Exercise brief:
The answer must consist of every line from the data that holds the string "lock".

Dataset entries

- Opening Delimiter -

//! Mock hardware for testing without a camera or GPIO chip.
//!
//! Mock cameras and lights can share an [`EventLog`], which records every
//! hardware interaction in order so tests can check how captures interleave.

use crate::light::{Light, LightError};
use crate::traits::{
    CameraDevice, CameraError, CameraProvider, CaptureStream, DeviceCapabilities, Format, FourCC,
    Frame, FrameMetadata, Result,
};
use parking_lot::Mutex;
use std::sync::Arc;
use std::thread;
use std::time::Duration;

/// One observable hardware interaction.
#[derive(Debug, Clone, Copy, PartialEq, Eq)]
pub enum HardwareEvent {
    /// Light switched on.
    LightOn,
    /// Light switched off.
    LightOff,
    /// Camera device opened.
    CameraOpened(u32),
    /// One frame read from the camera (or a failed attempt).
    FrameRead,
    /// Camera device released.
    CameraClosed(u32),
}

/// Shared, ordered record of hardware events.
#[derive(Debug, Clone, Default)]
pub struct EventLog(Arc<Mutex<Vec<HardwareEvent>>>);

impl EventLog {
    /// Append an event.
    pub fn push(&self, event: HardwareEvent) {
        self.0.lock().push(event);
    }

    /// Copy of everything recorded so far.
    pub fn snapshot(&self) -> Vec<HardwareEvent> {
        self.0.lock().clone()
    }
}

/// Where a mock camera should fail.
#[derive(Debug, Clone, Copy, PartialEq, Eq)]
pub enum MockFailure {
    /// The device cannot be opened.
    Open,
    /// The device opens but yields no frame.
    Read,
}

/// Test pattern types for mock frame generation.
#[derive(Debug, Clone, Copy)]
pub enum TestPattern {
    /// SMPTE color bars pattern.
    ColorBars,
    /// Horizontal gradient from dark to light.
    Gradient,
    /// Solid color with specified Y, U, V values.
    Solid(u8, u8, u8),
}

/// Hands out [`MockDevice`]s, all configured the same way.
#[derive(Debug, Clone)]
pub struct MockProvider {
    pattern: TestPattern,
    failure: Option<MockFailure>,
    max_resolution: Option<(u32, u32)>,
    read_delay: Duration,
    events: EventLog,
}
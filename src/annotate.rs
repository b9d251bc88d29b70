//! Timestamp label drawn in the bottom-right corner of a frame.
//!
//! Text is rendered from a small built-in 5x7 bitmap font that covers the
//! timestamp alphabet. Each label is drawn twice at the same spot: a black
//! pass with grown strokes, then a white pass on top, so it stays readable
//! on bright and dark backgrounds alike.

use chrono::{DateTime, Local};
use image::{Rgb, RgbImage};

/// `strftime` pattern of the stamped label.
pub const TIMESTAMP_FORMAT: &str = "%Y-%m-%d %H:%M:%S";

const GLYPH_WIDTH: u32 = 5;
const GLYPH_HEIGHT: u32 = 7;

const BLACK: Rgb<u8> = Rgb([0, 0, 0]);
const WHITE: Rgb<u8> = Rgb([255, 255, 255]);

/// Label geometry.
#[derive(Debug, Clone, Copy, PartialEq, Eq)]
pub struct LabelStyle {
    /// Size in pixels of one font cell.
    pub scale: u32,
    /// Extra pixels the black outline extends around the white fill.
    pub outline: u32,
    /// Distance from the right and bottom edges.
    pub margin: u32,
}

impl Default for LabelStyle {
    fn default() -> Self {
        Self {
            scale: 2,
            outline: 2,
            margin: 10,
        }
    }
}

impl LabelStyle {
    fn advance(&self) -> u32 {
        (GLYPH_WIDTH + 1) * self.scale
    }

    /// Width and height of `text` rendered in this style, outline excluded.
    pub fn text_size(&self, text: &str) -> (u32, u32) {
        let count = u32::try_from(text.chars().count()).unwrap_or(u32::MAX);
        if count == 0 {
            return (0, 0);
        }
        let width = count
            .saturating_mul(self.advance())
            .saturating_sub(self.scale);
        (width, GLYPH_HEIGHT * self.scale)
    }

    /// Top-left corner of `text` in a `width` x `height` frame.
    ///
    /// May be negative when the label is wider than the frame; drawing clips.
    pub fn origin(&self, text: &str, width: u32, height: u32) -> (i64, i64) {
        let (text_width, text_height) = self.text_size(text);
        let x = i64::from(width) - i64::from(text_width) - i64::from(self.margin);
        let y = i64::from(height) - i64::from(self.margin) - i64::from(text_height);
        (x, y)
    }
}

/// Rows of a glyph, five bits each, most significant bit leftmost.
const fn glyph(ch: char) -> [u8; 7] {
    match ch {
        '0' => [0x0E, 0x11, 0x13, 0x15, 0x19, 0x11, 0x0E],
        '1' => [0x04, 0x0C, 0x04, 0x04, 0x04, 0x04, 0x0E],
        '2' => [0x0E, 0x11, 0x01, 0x02, 0x04, 0x08, 0x1F],
        '3' => [0x1F, 0x02, 0x04, 0x02, 0x01, 0x11, 0x0E],
        '4' => [0x02, 0x06, 0x0A, 0x12, 0x1F, 0x02, 0x02],
        '5' => [0x1F, 0x10, 0x1E, 0x01, 0x01, 0x11, 0x0E],
        '6' => [0x06, 0x08, 0x10, 0x1E, 0x11, 0x11, 0x0E],
        '7' => [0x1F, 0x01, 0x02, 0x04, 0x08, 0x08, 0x08],
        '8' => [0x0E, 0x11, 0x11, 0x0E, 0x11, 0x11, 0x0E],
        '9' => [0x0E, 0x11, 0x11, 0x0F, 0x01, 0x02, 0x0C],
        '-' => [0x00, 0x00, 0x00, 0x1F, 0x00, 0x00, 0x00],
        ':' => [0x00, 0x0C, 0x0C, 0x00, 0x0C, 0x0C, 0x00],
        _ => [0x00; 7],
    }
}

/// Format a point in time the way the label shows it.
pub fn timestamp_text(time: &DateTime<Local>) -> String {
    time.format(TIMESTAMP_FORMAT).to_string()
}

/// Stamp the current local time onto `frame`.
pub fn annotate(frame: RgbImage, style: &LabelStyle) -> RgbImage {
    annotate_text(frame, &timestamp_text(&Local::now()), style)
}

/// Draw `text` bottom-right on `frame`: black outline first, white fill on top.
pub fn annotate_text(mut frame: RgbImage, text: &str, style: &LabelStyle) -> RgbImage {
    if style.scale == 0 {
        return frame;
    }
    let origin = style.origin(text, frame.width(), frame.height());
    draw_text(&mut frame, text, origin, style, style.outline, BLACK);
    draw_text(&mut frame, text, origin, style, 0, WHITE);
    frame
}

fn draw_text(
    frame: &mut RgbImage,
    text: &str,
    (x, y): (i64, i64),
    style: &LabelStyle,
    grow: u32,
    color: Rgb<u8>,
) {
    let scale = i64::from(style.scale);
    let grow = i64::from(grow);
    let mut pen_x = x;

    for ch in text.chars() {
        for (row, bits) in (0i64..).zip(glyph(ch)) {
            for col in 0..i64::from(GLYPH_WIDTH) {
                if bits & (0x10 >> col) == 0 {
                    continue;
                }
                let left = pen_x + col * scale - grow;
                let top = y + row * scale - grow;
                let side = scale + 2 * grow;
                fill_rect(frame, left, top, side, side, color);
            }
        }
        pen_x += i64::from(style.advance());
    }
}

fn fill_rect(frame: &mut RgbImage, left: i64, top: i64, width: i64, height: i64, color: Rgb<u8>) {
    let x0 = left.max(0);
    let y0 = top.max(0);
    let x1 = (left + width).min(i64::from(frame.width()));
    let y1 = (top + height).min(i64::from(frame.height()));

    for py in y0..y1 {
        for px in x0..x1 {
            if let (Ok(px), Ok(py)) = (u32::try_from(px), u32::try_from(py)) {
                frame.put_pixel(px, py, color);
            }
        }
    }
}
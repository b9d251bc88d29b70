//! Final frame to response bytes.

use image::codecs::jpeg::JpegEncoder;
use image::codecs::png::PngEncoder;
use image::{ExtendedColorType, ImageEncoder, ImageResult, RgbImage};

/// JPEG quality used when none is configured.
pub const DEFAULT_JPEG_QUALITY: u8 = 95;

/// Container the captured frame is returned in.
#[derive(Debug, Clone, Copy, PartialEq, Eq)]
pub enum OutputFormat {
    /// Baseline JPEG at the given quality (1-100).
    Jpeg {
        /// Encoder quality.
        quality: u8,
    },
    /// Lossless PNG.
    Png,
}

impl Default for OutputFormat {
    fn default() -> Self {
        Self::Jpeg {
            quality: DEFAULT_JPEG_QUALITY,
        }
    }
}

impl OutputFormat {
    /// MIME type to declare for this format.
    pub const fn mime_type(self) -> &'static str {
        match self {
            Self::Jpeg { .. } => "image/jpeg",
            Self::Png => "image/png",
        }
    }
}

/// An encoded frame ready to leave the process.
#[derive(Debug, Clone, PartialEq, Eq)]
pub struct EncodedImage {
    /// Encoded bytes.
    pub bytes: Vec<u8>,
    /// MIME type of `bytes`.
    pub mime_type: &'static str,
}

/// Encode `frame` in `format`.
pub fn encode(frame: &RgbImage, format: OutputFormat) -> ImageResult<EncodedImage> {
    let mut bytes = Vec::new();
    match format {
        OutputFormat::Jpeg { quality } => {
            JpegEncoder::new_with_quality(&mut bytes, quality.clamp(1, 100)).write_image(
                frame.as_raw(),
                frame.width(),
                frame.height(),
                ExtendedColorType::Rgb8,
            )?;
        }
        OutputFormat::Png => {
            PngEncoder::new(&mut bytes).write_image(
                frame.as_raw(),
                frame.width(),
                frame.height(),
                ExtendedColorType::Rgb8,
            )?;
        }
    }
    Ok(EncodedImage {
        bytes,
        mime_type: format.mime_type(),
    })
}
//! What a caller asks the camera for.

use crate::error::CaptureError;

/// Resolution used when the caller does not name one.
pub const DEFAULT_RESOLUTION: (u32, u32) = (640, 480);

/// One capture, fully specified. Built per call and never mutated after.
#[derive(Debug, Clone, Copy, PartialEq, Eq)]
pub struct CaptureRequest {
    /// V4L2 device index (`/dev/videoN`).
    pub camera_index: u32,
    /// Requested frame width; the device may adjust it.
    pub width: u32,
    /// Requested frame height; the device may adjust it.
    pub height: u32,
    /// Stamp the capture time onto the frame.
    pub annotate: bool,
    /// Rotate the frame by 180 degrees.
    pub flip: bool,
    /// Switch the light on around the exposure.
    pub use_light: bool,
}

impl Default for CaptureRequest {
    fn default() -> Self {
        Self::new(0, DEFAULT_RESOLUTION.0, DEFAULT_RESOLUTION.1)
    }
}

impl CaptureRequest {
    /// A plain request: no label, no flip, no light.
    pub const fn new(camera_index: u32, width: u32, height: u32) -> Self {
        Self {
            camera_index,
            width,
            height,
            annotate: false,
            flip: false,
            use_light: false,
        }
    }

    /// Set whether the timestamp label is drawn.
    #[must_use]
    pub const fn with_annotate(mut self, annotate: bool) -> Self {
        self.annotate = annotate;
        self
    }

    /// Set whether the frame is rotated by 180 degrees.
    #[must_use]
    pub const fn with_flip(mut self, flip: bool) -> Self {
        self.flip = flip;
        self
    }

    /// Set whether the light is used.
    #[must_use]
    pub const fn with_light(mut self, use_light: bool) -> Self {
        self.use_light = use_light;
        self
    }

    /// Reject requests no device could satisfy.
    pub fn validate(&self) -> Result<(), CaptureError> {
        if self.width == 0 || self.height == 0 {
            return Err(CaptureError::InvalidParameters(format!(
                "resolution must be positive, got {}x{}",
                self.width, self.height
            )));
        }
        Ok(())
    }
}

/// Parse `WIDTHxHEIGHT` (the `x` may be upper case), e.g. `"1280X720"`.
pub fn parse_resolution(text: &str) -> Result<(u32, u32), CaptureError> {
    let invalid = || {
        CaptureError::InvalidParameters(format!(
            "invalid resolution {text:?}, expected WIDTHxHEIGHT"
        ))
    };

    let lowered = text.trim().to_ascii_lowercase();
    let (width, height) = lowered.split_once('x').ok_or_else(invalid)?;
    let width: u32 = width.trim().parse().map_err(|_| invalid())?;
    let height: u32 = height.trim().parse().map_err(|_| invalid())?;
    if width == 0 || height == 0 {
        return Err(invalid());
    }
    Ok((width, height))
}

/// Query flag convention: absent is false, the literal `"0"` is false,
/// anything else (including an empty value) is true.
pub fn parse_flag(value: Option<&str>) -> bool {
    value.is_some_and(|value| value != "0")
}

- Closing Delimiter -

Problem solution:
        self.0.lock().push(event);
        self.0.lock().clone()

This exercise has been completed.